Preferential Disruption of prefrontal GABAergic function by nanomolar concentrations of the α7nACh negative modulator kynurenic acid

Increased concentrations of kynurenic acid (KYNA) in the prefrontal cortex (PFC) are thought to contribute to the development of cognitive deficits observed in schizophrenia. Although this view is consistent with pre-clinical studies showing a negative impact of prefrontal KYNA elevation on executive function, the mechanism underlying such a disruption remains unclear.

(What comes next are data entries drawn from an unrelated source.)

//! Lock manager: named locks and scoped critical sections.

use std::future::Future;

use tracing::warn;
use uuid::Uuid;

use super::AcquireOptions;
use super::DistributedLock;
use super::LockAttempt;
use super::LockGuard;
use crate::config::LockConfig;
use crate::error::CoordinationError;
use crate::events::CoordinationEvents;
use crate::pool::ConnectionPool;

/// Issues [`DistributedLock`] handles that share one pool and configuration.
///
/// Each manager has its own instance id, used as the owner prefix of every
/// token it issues. Managers are independent; several can coexist against
/// the same or different stores.
#[derive(Clone)]
pub struct LockManager {
    pool: ConnectionPool,
    config: LockConfig,
    instance_id: String,
    events: Option<CoordinationEvents>,
}

impl LockManager {
    /// Create a manager with a random instance id. Validates `config`.
    pub fn new(pool: ConnectionPool, config: LockConfig) -> Result<Self, CoordinationError> {
        Self::with_instance_id(pool, config, Uuid::new_v4().to_string())
    }

    /// Create a manager with an explicit instance id.
    pub fn with_instance_id(
        pool: ConnectionPool,
        config: LockConfig,
        instance_id: impl Into<String>,
    ) -> Result<Self, CoordinationError> {
        config.validate()?;
        let instance_id = instance_id.into();
        if instance_id.is_empty() {
            return Err(CoordinationError::InvalidArgument {
                message: "instance id must not be empty".to_string(),
            });
        }
        Ok(Self {
            pool,
            config,
            instance_id,
            events: None,
        })
    }

    /// Report lock lifecycle events to `events`.
    pub fn with_events(mut self, events: CoordinationEvents) -> Self {
        self.events = Some(events);
        self
    }

    pub fn instance_id(&self) -> &str {
        &self.instance_id
    }

    /// Acquisition options derived from the manager's configuration.
    pub fn default_options(&self) -> AcquireOptions {
        AcquireOptions::from(&self.config)
    }

    /// A lock handle for `key`.
    pub fn lock(&self, key: impl Into<String>) -> Result<DistributedLock, CoordinationError> {
        Ok(DistributedLock::new(self.pool.clone(), key, self.instance_id.clone(), &self.config)?
            .with_events(self.events.clone()))
    }

    /// Run `f` while holding the lock on `key`.
    ///
    /// If the lock cannot be acquired, `f` is never called and
    /// [`CoordinationError::LockNotAcquired`] is returned. Otherwise the lock
    /// is released exactly once after `f` completes, whether it returns
    /// `Ok` or `Err`; `f`'s result is returned unchanged. If `f` panics or
    /// the future is dropped, the guard releases the lock in the background.
    pub async fn with_lock<T, E, F, Fut>(&self, key: &str, options: Option<AcquireOptions>, f: F) -> Result<T, E>
    where
        F: FnOnce() -> Fut,
        Fut: Future<Output = Result<T, E>>,
        E: From<CoordinationError>,
    {
        let options = options.unwrap_or_else(|| self.default_options());
        let lock = self.lock(key)?;
        let token = match lock.acquire(&options).await? {
            LockAttempt::Acquired(token) => token,
            LockAttempt::Contended { attempts, waited } => {
                return Err(CoordinationError::LockNotAcquired {
                    key: key.to_string(),
                    reason: format!("contended after {attempts} attempts over {}ms", waited.as_millis()),
                }
                .into());
            }
        };
        let mut guard = LockGuard::holding(lock, token);

        let result = f().await;

        if let Err(e) = guard.release().await {
            // The lock expires via TTL; the closure's outcome still stands.
            warn!(key, error = %e, "failed to release lock after critical section");
        }
        result
    }
}

#[cfg(test)]
mod tests {
    use std::sync::Arc;
    use std::sync::atomic::AtomicU32;
    use std::sync::atomic::Ordering;
    use std::time::Duration;

    use grove_kv::InMemoryStore;

    use super::*;
    use crate::config::PoolConfig;

    fn manager(store: &Arc<InMemoryStore>) -> LockManager {
        let pool = ConnectionPool::new(store.clone(), PoolConfig::default()).unwrap();
        LockManager::new(pool, LockConfig::default()).unwrap()
    }

    #[tokio::test]
    async fn test_lock_handles_share_instance_id() {
        let store = InMemoryStore::new();
        let manager = manager(&store);
        let lock = manager.lock("a").unwrap();
        let token = lock.try_acquire(Duration::from_secs(1)).await.unwrap().into_token().unwrap();
        assert_eq!(token.owner(), manager.instance_id());
        assert!(manager.lock("").is_err());
    }

    #[tokio::test]
    async fn test_with_lock_returns_closure_value_and_releases() {
        let store = InMemoryStore::new();
        let manager = manager(&store);

        let value: Result<u32, CoordinationError> = manager
            .with_lock("job", None, || async {
                Ok(7)
            })
            .await;
        assert_eq!(value.unwrap(), 7);
        assert!(!manager.lock("job").unwrap().is_locked().await.unwrap());
    }

    #[tokio::test]
    async fn test_with_lock_skips_closure_when_contended() {
        let store = InMemoryStore::new();
        let manager = manager(&store);
        let holder = manager.lock("busy").unwrap();
        let _token = holder.try_acquire(Duration::from_secs(5)).await.unwrap().into_token().unwrap();

        let calls = AtomicU32::new(0);
        let result: Result<(), CoordinationError> = manager
            .with_lock("busy", Some(AcquireOptions::once(Duration::from_secs(1))), || async {
                calls.fetch_add(1, Ordering::SeqCst);
                Ok(())
            })
            .await;

        assert!(matches!(result, Err(CoordinationError::LockNotAcquired { .. })));
        assert_eq!(calls.load(Ordering::SeqCst), 0);
    }
}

Here we measured changes in local field potential responses to ventral hippocampal stimulation in vivo , and conducted whole-cell patch-clamp recordings in brain slices to reveal how nanomolar concentrations of KYNA alter synaptic transmission in the PFC of male adult rats. Data show that prefrontal infusions of KYNA selectively attenuated the inhibitory component of PFC local field potential responses, a disruption that resulted from local blockade of α7nAChR. At the cellular level, we found that the inhibitory action exerted by KYNA in the PFC occurred primarily at local GABAergic synapses through a α7nAChR-dependent presynaptic mechanism. As a result, the E-I ratio of synaptic transmission becomes imbalanced in a manner that correlates highly with the level of GABAergic suppression by KYNA. Finally, prefrontal infusion of a GABA-AR positive allosteric modulator was sufficient to overcome the disrupting effect of KYNA and normalized the pattern of local field potential inhibition in the PFC. Thus, the preferential inhibitory effect of KYNA on prefrontal GABAergic transmission could contribute to the onset of cognitive deficits observed in schizophrenia as proper GABAergic control of PFC output is one key mechanism for supporting such cortical functions. SIGNIFICANCE STATEMENT Brain kynurenic acid (KYNA) is an astrocyte-derived metabolite and its abnormal elevation in the prefrontal cortex (PFC) is thought to impair cognitive functions in individuals with schizophrenia. Yet, the mechanism underlying the disrupting effect of KYNA remains unclear. Here we found that KYNA biases the E-I balance of prefrontal synaptic activity towards a state of disinhibition. Such disruption emerges as a result of a preferential suppression of local GABAergic transmission by KYNA via presynaptic inhibition of α7nAChR signaling. Thus, the degree of GABAergic dysregulation in the PFC could be a clinically relevant contributing factor for the onset of cognitive deficits resulting from abnormal increases of cortical KYNA.